PROBLEM STATEMENT:
Only the lines from the start of the entries through the line with "to produce identical" are wanted; please output them exactly.

DATA SECTION:
******************************

//! Normalized string similarity scoring.
//!
//! Scores are in [0.0, 1.0]: 1.0 for identical strings, 0.0 for no
//! similarity. Operands are normalized to lowercase UTF-8 text before
//! scoring, so comparison is case-insensitive regardless of how keywords are
//! stored.
//!
//! Two back-ends are available, selected by configuration at construction
//! rather than probed at runtime. They are not required to produce identical
//! rankings; the contract downstream is "at most N candidates above the
//! threshold, best first".

use serde::{Deserialize, Serialize};

use crate::error::KeywordResult;
use crate::types::TextInput;

/// Selectable scoring back-end.
#[derive(Debug, Clone, Copy, Default, PartialEq, Eq, Serialize, Deserialize)]
#[serde(rename_all = "snake_case")]
pub enum SimilarityBackend {
    /// Normalized Levenshtein ratio. The primary metric.
    #[default]
    Ratio,
    /// Sørensen–Dice bigram coefficient. Coarser best-effort alternative;
    /// ranks short edits differently than [`SimilarityBackend::Ratio`].
    Dice,
}

impl SimilarityBackend {
    fn score(self, a: &str, b: &str) -> f64 {
        match self {
            SimilarityBackend::Ratio => strsim::normalized_levenshtein(a, b),
            SimilarityBackend::Dice => strsim::sorensen_dice(a, b),
        }
    }
}

/// Score two operands, decoding and lowercasing both first.
///
/// Accepts text or byte operands transparently; bytes that are not valid
/// UTF-8 fail with [`KeywordError::InvalidInput`](crate::KeywordError).
pub fn similarity(
    backend: SimilarityBackend,
    a: &TextInput,
    b: &TextInput,
) -> KeywordResult<f64> {
    let a = a.as_text()?.to_lowercase();
    let b = b.as_text()?.to_lowercase();
    Ok(score_normalized(backend, &a, &b))
}

/// Score two already-normalized strings.
///
/// Empty operands short-circuit: both empty scores 1.0, exactly one empty
/// scores 0.0.
pub(crate) fn score_normalized(backend: SimilarityBackend, a: &str, b: &str) -> f64 {
    if a.is_empty() && b.is_empty() {
        return 1.0;
    }
    if a.is_empty() || b.is_empty() {
        return 0.0;
    }
    backend.score(a, b)
}
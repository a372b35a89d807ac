//! Bulk keyword operations over a host catalog.
//!
//! [`KeywordManager`] is the tool surface: merge or delete keyword values
//! across every matching object, list the managed fields, and rank existing
//! vocabulary against a query word. Each batch call is a single synchronous
//! pass over a snapshot of matching objects; there is no persisted progress
//! state and no rollback if the host interrupts partway.

use std::collections::BTreeSet;
use std::sync::Arc;

use serde::{Deserialize, Serialize};
use tracing::{debug, info, warn};

use crate::catalog::{Catalog, FieldAccess, PermissionGate, Reindex, WriteOutcome};
use crate::config::ManagerConfig;
use crate::error::{KeywordError, KeywordResult};
use crate::matcher::MatchFinder;
use crate::types::{FieldValue, KeywordQuery, ObjectId, ScopePath, TextInput};

/// Counts for one batch mutation.
#[derive(Debug, Clone, Copy, Default, PartialEq, Eq, Serialize, Deserialize)]
pub struct MutationReport {
    /// Objects returned by the catalog query.
    pub matched: usize,
    /// Objects whose field value was written.
    pub updated: usize,
    /// Objects left unchanged because no mutator could be resolved.
    pub skipped: usize,
}

impl MutationReport {
    /// The historical one-number contract: how many objects matched the
    /// query, whether or not every one of them could be written. Callers
    /// that care about the difference read `updated` and `skipped`.
    pub fn count(&self) -> usize {
        self.matched
    }
}

/// Repository-wide keyword manager.
///
/// Generic over the host `H`, which supplies the catalog query surface,
/// field access, and reindexing. The permission gate is injected separately
/// so hosts can share one gate across tools.
pub struct KeywordManager<H> {
    host: Arc<H>,
    gate: Arc<dyn PermissionGate>,
    finder: MatchFinder,
    config: ManagerConfig,
}

impl<H> KeywordManager<H>
where
    H: Catalog + FieldAccess + Reindex,
{
    pub fn new(host: Arc<H>, gate: Arc<dyn PermissionGate>, config: ManagerConfig) -> Self {
        let finder = MatchFinder::new(config.matcher.clone());
        Self {
            host,
            gate,
            finder,
            config,
        }
    }

    pub fn config(&self) -> &ManagerConfig {
        &self.config
    }

    pub fn finder(&self) -> &MatchFinder {
        &self.finder
    }

    /// Replace `old_keywords` with `new_keyword` on every object holding any
    /// of them on `field`, optionally restricted to `scope`.
    ///
    /// Multi-valued fields lose every member of `old_keywords` and gain
    /// `new_keyword` once; mono-valued fields are replaced outright, which
    /// mirrors the query's selection. Every written object is reindexed for
    /// the changed field plus the configured always-reindex set.
    pub fn change(
        &self,
        old_keywords: &BTreeSet<String>,
        new_keyword: &str,
        scope: Option<&ScopePath>,
        field: &str,
    ) -> KeywordResult<MutationReport> {
        self.authorize(scope)?;

        let ids = self.find_holders(old_keywords, scope, field)?;
        let mut report = MutationReport {
            matched: ids.len(),
            ..MutationReport::default()
        };

        for id in &ids {
            let next = match self.host.read(id, field)? {
                FieldValue::Multi(mut values) => {
                    for keyword in old_keywords {
                        values.remove(keyword);
                    }
                    values.insert(new_keyword.to_string());
                    FieldValue::Multi(values)
                }
                FieldValue::Mono(_) => FieldValue::Mono(Some(new_keyword.to_string())),
            };
            self.apply(id, field, next, &mut report)?;
        }

        info!(
            field,
            new_keyword,
            matched = report.matched,
            updated = report.updated,
            skipped = report.skipped,
            "merged keywords"
        );
        Ok(report)
    }

    /// Strip `keywords` from every object holding any of them on `field`,
    /// optionally restricted to `scope`.
    ///
    /// Multi-valued fields lose every listed keyword; mono-valued fields are
    /// cleared. Reindex and count semantics match [`change`](Self::change).
    pub fn delete(
        &self,
        keywords: &BTreeSet<String>,
        scope: Option<&ScopePath>,
        field: &str,
    ) -> KeywordResult<MutationReport> {
        self.authorize(scope)?;

        let ids = self.find_holders(keywords, scope, field)?;
        let mut report = MutationReport {
            matched: ids.len(),
            ..MutationReport::default()
        };

        for id in &ids {
            let next = match self.host.read(id, field)? {
                FieldValue::Multi(mut values) => {
                    for keyword in keywords {
                        values.remove(keyword);
                    }
                    FieldValue::Multi(values)
                }
                FieldValue::Mono(_) => FieldValue::Mono(None),
            };
            self.apply(id, field, next, &mut report)?;
        }

        info!(
            field,
            matched = report.matched,
            updated = report.updated,
            skipped = report.skipped,
            "deleted keywords"
        );
        Ok(report)
    }

    /// Names of the managed keyword fields, sorted.
    ///
    /// Catalog fields that are not keyword-bearing, and fields listed in
    /// `ManagerConfig::ignored_fields`, are excluded.
    pub fn keyword_fields(&self) -> KeywordResult<Vec<String>> {
        let mut names: Vec<String> = self
            .host
            .fields()?
            .into_iter()
            .filter(|spec| spec.is_keyword() && !self.config.ignored_fields.contains(&spec.name))
            .map(|spec| spec.name)
            .collect();
        names.sort();
        Ok(names)
    }

    /// The distinct vocabulary of `field`, sorted case-insensitively.
    /// Empty entries are dropped; they break sorting and mean nothing as
    /// keywords.
    pub fn keyword_values(&self, field: &str) -> KeywordResult<Vec<String>> {
        self.authorize(None)?;
        self.require_keyword_field(field)?;

        let mut values: Vec<String> = self
            .host
            .unique_values(field)?
            .into_iter()
            .filter(|value| !value.is_empty())
            .collect();
        values.sort_by_cached_key(|value| value.to_lowercase());
        Ok(values)
    }

    /// The vocabulary of `field` with per-keyword object counts, sorted
    /// case-insensitively by keyword.
    pub fn keyword_usage(&self, field: &str) -> KeywordResult<Vec<(String, usize)>> {
        self.authorize(None)?;
        self.require_keyword_field(field)?;

        let mut counts: Vec<(String, usize)> = self
            .host
            .value_counts(field)?
            .into_iter()
            .filter(|(value, _)| !value.is_empty())
            .collect();
        counts.sort_by_cached_key(|(value, _)| value.to_lowercase());
        Ok(counts)
    }

    /// How many objects hold `keyword` on `field`. Zero when the keyword is
    /// not indexed at all.
    pub fn usage_count(&self, field: &str, keyword: &str) -> KeywordResult<usize> {
        self.authorize(None)?;
        self.require_keyword_field(field)?;

        let count = self
            .host
            .value_counts(field)?
            .into_iter()
            .find(|(value, _)| value == keyword)
            .map(|(_, count)| count)
            .unwrap_or(0);
        Ok(count)
    }

    /// Rank `possibilities` against `word`; see
    /// [`MatchFinder::find_matches`].
    pub fn find_matches(
        &self,
        word: &TextInput,
        possibilities: &[TextInput],
        limit: usize,
        threshold: f64,
    ) -> KeywordResult<Vec<String>> {
        self.authorize(None)?;
        self.finder.find_matches(word, possibilities, limit, threshold)
    }

    /// Ranked suggestions for `word` drawn from the existing vocabulary of
    /// `field`.
    pub fn suggest(
        &self,
        word: &str,
        field: &str,
        limit: usize,
        threshold: f64,
    ) -> KeywordResult<Vec<String>> {
        let vocabulary = self.keyword_values(field)?;
        Ok(self.finder.find_similar(
            word,
            vocabulary.iter().map(String::as_str),
            limit,
            threshold,
        ))
    }

    fn find_holders(
        &self,
        keywords: &BTreeSet<String>,
        scope: Option<&ScopePath>,
        field: &str,
    ) -> KeywordResult<Vec<ObjectId>> {
        let mut query = KeywordQuery::new(field, keywords.iter().cloned());
        if let Some(scope) = scope {
            query = query.with_scope(scope.clone());
        }
        Ok(self.host.find(&query)?)
    }

    fn apply(
        &self,
        id: &ObjectId,
        field: &str,
        value: FieldValue,
        report: &mut MutationReport,
    ) -> KeywordResult<()> {
        match self.host.write(id, field, value)? {
            WriteOutcome::Updated => {
                report.updated += 1;
                let fields = self.config.reindex_set(field);
                if let Err(err) = self.host.reindex(id, &fields) {
                    warn!(%id, %err, "reindex request failed");
                }
            }
            WriteOutcome::NoMutator => {
                report.skipped += 1;
                debug!(%id, field, "no mutator resolved, object left unchanged");
            }
        }
        Ok(())
    }

    fn authorize(&self, scope: Option<&ScopePath>) -> KeywordResult<()> {
        if self.gate.can_manage(scope) {
            Ok(())
        } else {
            Err(KeywordError::Unauthorized {
                scope: scope.map(|s| s.as_str().to_string()),
            })
        }
    }

    fn require_keyword_field(&self, field: &str) -> KeywordResult<()> {
        if self.keyword_fields()?.iter().any(|name| name == field) {
            Ok(())
        } else {
            Err(KeywordError::InvalidField(field.to_string()))
        }
    }
}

******************************

ANSWER BELOW:
//! Normalized string similarity scoring.
//!
//! Scores are in [0.0, 1.0]: 1.0 for identical strings, 0.0 for no
//! similarity. Operands are normalized to lowercase UTF-8 text before
//! scoring, so comparison is case-insensitive regardless of how keywords are
//! stored.
//!
//! Two back-ends are available, selected by configuration at construction
//! rather than probed at runtime. They are not required to produce identical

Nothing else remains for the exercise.